VÍCTIMAS PENDIENTES DEL DUELO
En el caso del Estado español, esta ilegitimidad de origen que el memorialismo actualiza en sus actos en el espacio público o internos se orienta necesariamente, más allá incluso de la conciencia de los actores memorialistas, a la denuncia de la transición a la democracia y del mismo régimen democrático vigente. Entender esto requiere recordar que nuestras comunidades políticas, los estados, como todas las comunidades humanas, las constituye un tipo específico de trama y transacción entre los vivos y los muertos, que es el vínculo moral. Los muertos pertenecen a la comunidad, pero a condición de que transiten el rito del duelo según el canon que en cada comunidad esté establecido. Ese canon define y prescribe el lugar que ocupan, las categorías distinguibles y el modo de comunicación con los otros integrantes de la comunidad, los vivos. Y los duelos, como todo ritual, son actos colectivos, en los que participa y sanciona desde luego toda la comunidad, directamente o a través de sus jerarcas institucionalmente autorizados. Esto no ha ocurrido con las víctimas que el memorialismo invoca, continúan irredentos, pendientes del duelo.
Como queda dicho, los familiares y los activistas los están rescatando del olvido paciente y pertinazmente y nos los hacen presentes a todos en su condición de ausentes (muy otra a la de olvidados), exigiéndonos todos ellos que procedamos a ejecutar el duelo largamente postergado, para que ocupen el sitio que les corresponde entre todos los muertos reconocidos por la comunidad. Este pulso colectivo está suponiendo también, obviamente, un pulso por la redefinición de los valores sobre los que debe asentarse la comunidad y los fundamentos del derecho: el memorialismo representa una apuesta por la valorización de los principios de justicia y dignidad y soslayamiento de la dialéctica vencedores–vencidos. Porqueel memorialismo no pide execrar o abominar a los torturadores y violadores, sino su relegación de los altares y frontispicios a la condición común de muertos anónimos, para que puedan incorporarse las víctimas al panteón común en la condición igual de personas.
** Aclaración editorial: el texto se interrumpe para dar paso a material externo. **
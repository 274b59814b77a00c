//! Schema module - Configuration and data-model types for the pipeline.

mod candidate;
mod config;
mod report;

pub use candidate::*;
pub use config::*;
pub use report::*;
DOS RITUALES IMPRESCINDIBLES
Son dos, pues, los rituales que tiene pendientes el régimen democrático español para hacer honor a los principios del derecho universal moderno:uno primero de expiación que señale a los profanadores e incorpore a las víctimas, y uno segundo que restituya a estos muertos al lugar que les corresponde. Adentrándonos más en las implicaciones de la expiación y duelo pendientes, observamos que la comunidad interpelada no es solo ni fundamentalmente la comunidad que se articula institucionalmente en el Estado y que constituye a sus integrantes en ciudadanía. Lo es, pero no solo: lo es también la comunidad humana universal, ese sujeto colectivo único y último que nos constituye a todos en personas, sujetos inalienables del derecho a la dignidad y a la integridad. El memorialismo se dirige a las dos y de las dos exige respuesta: una la representa el Estado y sus jerarcas, la otra se corporifica en ciertos organismos que entienden del derecho internacional y los tribunales nacionales o internacionales que entienden y reconocen los crímenes de lesa humanidad, es decir, los crímenes imprescriptibles, los crímenes profanadores, atentatorios de la condición esencial humana.